- _What you are asked to do_:
I need the lines below from the one with "use std::sync::Arc;" down to the one with "pub const DATE_FORMAT: &str" reproduced exactly, both ends included, and nothing else.

- _Raw data_:
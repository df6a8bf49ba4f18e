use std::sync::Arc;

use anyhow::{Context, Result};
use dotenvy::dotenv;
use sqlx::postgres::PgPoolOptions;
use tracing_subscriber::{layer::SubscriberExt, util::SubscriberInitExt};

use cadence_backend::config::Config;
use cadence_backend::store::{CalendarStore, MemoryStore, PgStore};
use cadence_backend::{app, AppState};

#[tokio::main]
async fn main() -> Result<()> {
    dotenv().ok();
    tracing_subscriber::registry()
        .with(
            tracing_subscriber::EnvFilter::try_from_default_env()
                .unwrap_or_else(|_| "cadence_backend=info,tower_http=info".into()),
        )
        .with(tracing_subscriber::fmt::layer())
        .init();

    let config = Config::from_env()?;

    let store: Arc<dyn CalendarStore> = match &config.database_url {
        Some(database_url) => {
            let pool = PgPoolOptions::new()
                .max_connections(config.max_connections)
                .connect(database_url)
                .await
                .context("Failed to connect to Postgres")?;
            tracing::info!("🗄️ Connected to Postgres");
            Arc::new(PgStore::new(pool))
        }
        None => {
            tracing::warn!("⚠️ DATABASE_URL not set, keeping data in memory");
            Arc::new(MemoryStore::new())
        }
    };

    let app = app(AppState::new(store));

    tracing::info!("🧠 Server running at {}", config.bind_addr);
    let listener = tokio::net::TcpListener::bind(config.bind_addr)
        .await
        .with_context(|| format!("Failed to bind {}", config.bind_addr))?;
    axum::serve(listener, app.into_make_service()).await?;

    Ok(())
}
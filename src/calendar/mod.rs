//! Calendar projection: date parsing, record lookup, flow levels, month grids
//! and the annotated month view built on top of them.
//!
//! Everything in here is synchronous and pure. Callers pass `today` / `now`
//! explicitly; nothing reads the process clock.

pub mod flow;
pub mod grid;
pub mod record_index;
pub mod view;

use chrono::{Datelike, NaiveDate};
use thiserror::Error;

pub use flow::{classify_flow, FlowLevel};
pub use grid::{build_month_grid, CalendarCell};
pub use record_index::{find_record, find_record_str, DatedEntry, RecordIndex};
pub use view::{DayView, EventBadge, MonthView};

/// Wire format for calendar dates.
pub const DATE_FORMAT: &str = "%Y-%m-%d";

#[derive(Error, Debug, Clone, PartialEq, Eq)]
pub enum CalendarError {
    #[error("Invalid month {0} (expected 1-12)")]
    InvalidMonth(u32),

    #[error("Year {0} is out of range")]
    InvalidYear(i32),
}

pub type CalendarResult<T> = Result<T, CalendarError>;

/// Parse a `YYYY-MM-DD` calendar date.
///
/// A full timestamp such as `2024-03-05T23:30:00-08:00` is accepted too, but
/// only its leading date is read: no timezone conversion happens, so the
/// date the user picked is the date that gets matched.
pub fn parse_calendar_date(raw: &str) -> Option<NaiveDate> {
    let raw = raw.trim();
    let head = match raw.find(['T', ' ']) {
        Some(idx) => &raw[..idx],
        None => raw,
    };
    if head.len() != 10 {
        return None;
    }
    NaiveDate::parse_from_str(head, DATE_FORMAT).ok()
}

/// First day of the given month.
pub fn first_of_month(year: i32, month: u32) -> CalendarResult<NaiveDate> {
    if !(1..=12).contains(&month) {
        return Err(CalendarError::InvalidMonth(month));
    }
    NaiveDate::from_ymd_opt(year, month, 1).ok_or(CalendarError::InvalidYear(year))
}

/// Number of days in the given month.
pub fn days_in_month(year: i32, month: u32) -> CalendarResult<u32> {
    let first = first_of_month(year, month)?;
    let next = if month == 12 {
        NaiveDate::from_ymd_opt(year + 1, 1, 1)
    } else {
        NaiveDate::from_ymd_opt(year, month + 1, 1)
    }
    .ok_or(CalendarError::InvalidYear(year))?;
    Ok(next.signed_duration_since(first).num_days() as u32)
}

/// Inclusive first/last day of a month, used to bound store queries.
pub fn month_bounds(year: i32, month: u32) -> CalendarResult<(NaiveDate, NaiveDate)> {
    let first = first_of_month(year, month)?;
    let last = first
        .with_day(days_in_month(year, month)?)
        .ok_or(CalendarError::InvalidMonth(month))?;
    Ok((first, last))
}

- _Expected answer_:
use std::sync::Arc;

use anyhow::{Context, Result};
use dotenvy::dotenv;
use sqlx::postgres::PgPoolOptions;
use tracing_subscriber::{layer::SubscriberExt, util::SubscriberInitExt};

use cadence_backend::config::Config;
use cadence_backend::store::{CalendarStore, MemoryStore, PgStore};
use cadence_backend::{app, AppState};

#[tokio::main]
async fn main() -> Result<()> {
    dotenv().ok();
    tracing_subscriber::registry()
        .with(
            tracing_subscriber::EnvFilter::try_from_default_env()
                .unwrap_or_else(|_| "cadence_backend=info,tower_http=info".into()),
        )
        .with(tracing_subscriber::fmt::layer())
        .init();

    let config = Config::from_env()?;

    let store: Arc<dyn CalendarStore> = match &config.database_url {
        Some(database_url) => {
            let pool = PgPoolOptions::new()
                .max_connections(config.max_connections)
                .connect(database_url)
                .await
                .context("Failed to connect to Postgres")?;
            tracing::info!("🗄️ Connected to Postgres");
            Arc::new(PgStore::new(pool))
        }
        None => {
            tracing::warn!("⚠️ DATABASE_URL not set, keeping data in memory");
            Arc::new(MemoryStore::new())
        }
    };

    let app = app(AppState::new(store));

    tracing::info!("🧠 Server running at {}", config.bind_addr);
    let listener = tokio::net::TcpListener::bind(config.bind_addr)
        .await
        .with_context(|| format!("Failed to bind {}", config.bind_addr))?;
    axum::serve(listener, app.into_make_service()).await?;

    Ok(())
}
filename src/calendar/mod.rs
//! Calendar projection: date parsing, record lookup, flow levels, month grids
//! and the annotated month view built on top of them.
//!
//! Everything in here is synchronous and pure. Callers pass `today` / `now`
//! explicitly; nothing reads the process clock.

pub mod flow;
pub mod grid;
pub mod record_index;
pub mod view;

use chrono::{Datelike, NaiveDate};
use thiserror::Error;

pub use flow::{classify_flow, FlowLevel};
pub use grid::{build_month_grid, CalendarCell};
pub use record_index::{find_record, find_record_str, DatedEntry, RecordIndex};
pub use view::{DayView, EventBadge, MonthView};

/// Wire format for calendar dates.
pub const DATE_FORMAT: &str = "%Y-%m-%d";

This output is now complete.